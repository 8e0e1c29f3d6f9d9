//! # Policy Protocol
//!
//! The contract every scheduling policy satisfies. The kernel mediates all
//! calls: policies never hold references to tasks or to each other, and a
//! policy call must never trigger another dispatch - `check_preempt` and
//! `task_tick` request a reschedule through the context flag, which the
//! kernel honours at the next natural boundary.

use serde::de::DeserializeOwned;
use serde_json::Value;

use crate::error::{ConfigError, SimResult};
use crate::rng::SimRng;
use crate::task::TaskTable;
use crate::time::SimTime;
use crate::TaskId;

/// Mutable view a policy receives on every dispatch call.
///
/// `tasks` exposes the whole table, but a policy must only touch tasks of
/// its own class; the runqueue and private counters it owns exclusively.
#[derive(Debug)]
pub struct PolicyCtx<'a> {
    /// Current simulation time.
    pub now: SimTime,
    /// The task table.
    pub tasks: &'a mut TaskTable,
    /// The kernel's RNG (interval sampling).
    pub rng: &'a mut SimRng,
    /// The task currently on the CPU.
    pub current: TaskId,
    /// Set to request a reschedule at the next boundary.
    pub resched: &'a mut bool,
    /// Scheduler tick period.
    pub tick_len: SimTime,
}

/// One key/value pair of policy-specific statistics.
pub type ExtraStat = (&'static str, f64);

/// The scheduling-policy contract.
///
/// Dispatch rules enforced by the kernel:
/// - `put_prev` runs on the previous task's policy exactly once per dispatch
///   cycle iff some policy returned a task (and the winner is not the
///   previous task itself).
/// - `pick_next` must not re-enter the dispatcher; preemption wishes go
///   through [`PolicyCtx::resched`].
pub trait SchedPolicy: std::fmt::Debug {
    /// Stable policy name; configuration documents reference it.
    fn name(&self) -> &'static str;

    /// Reset internal state, install per-task private state for `members`
    /// and validate `params`. Called once per run, before any event.
    fn init(
        &mut self,
        params: Option<&Value>,
        tasks: &TaskTable,
        members: &[TaskId],
    ) -> Result<(), ConfigError>;

    /// `task` became runnable and joins this runqueue. Sets `ON_RQ`.
    fn enqueue(&mut self, ctx: &mut PolicyCtx<'_>, task: TaskId) -> SimResult<()>;

    /// `task` leaves the runqueue for any reason. Clears `ON_RQ`.
    fn dequeue(&mut self, ctx: &mut PolicyCtx<'_>, task: TaskId) -> SimResult<()>;

    /// Select the next task of this class, removing it from the runqueue,
    /// or `None` to pass. `ctx.current` is the task being descheduled.
    fn pick_next(&mut self, ctx: &mut PolicyCtx<'_>) -> Option<TaskId>;

    /// Finalise bookkeeping for the just-descheduled `prev` (decrement its
    /// slice, re-enqueue it if still runnable, ...).
    fn put_prev(&mut self, ctx: &mut PolicyCtx<'_>, prev: TaskId) -> SimResult<()>;

    /// `task` of this class became runnable while another task of this
    /// class is current; may request a reschedule.
    fn check_preempt(&mut self, ctx: &mut PolicyCtx<'_>, task: TaskId);

    /// Periodic scheduler tick while a task of this class is current; may
    /// request a reschedule.
    fn task_tick(&mut self, ctx: &mut PolicyCtx<'_>);

    /// Policy-specific statistics, surfaced per class in the report.
    fn class_stats(&self) -> Vec<ExtraStat> {
        Vec::new()
    }
}

/// Deserialize a policy's `class_params` object, falling back to defaults
/// when absent.
pub(crate) fn parse_params<T>(class: &'static str, params: Option<&Value>) -> Result<T, ConfigError>
where
    T: DeserializeOwned + Default,
{
    match params {
        None => Ok(T::default()),
        Some(v) => serde_json::from_value(v.clone()).map_err(|e| ConfigError::BadClassParam {
            class: class.to_string(),
            param: "*".to_string(),
            reason: e.to_string(),
        }),
    }
}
===
Requirement - Could you count how many lines in the records contain the word "through"? Only the number is needed.

Task output - 2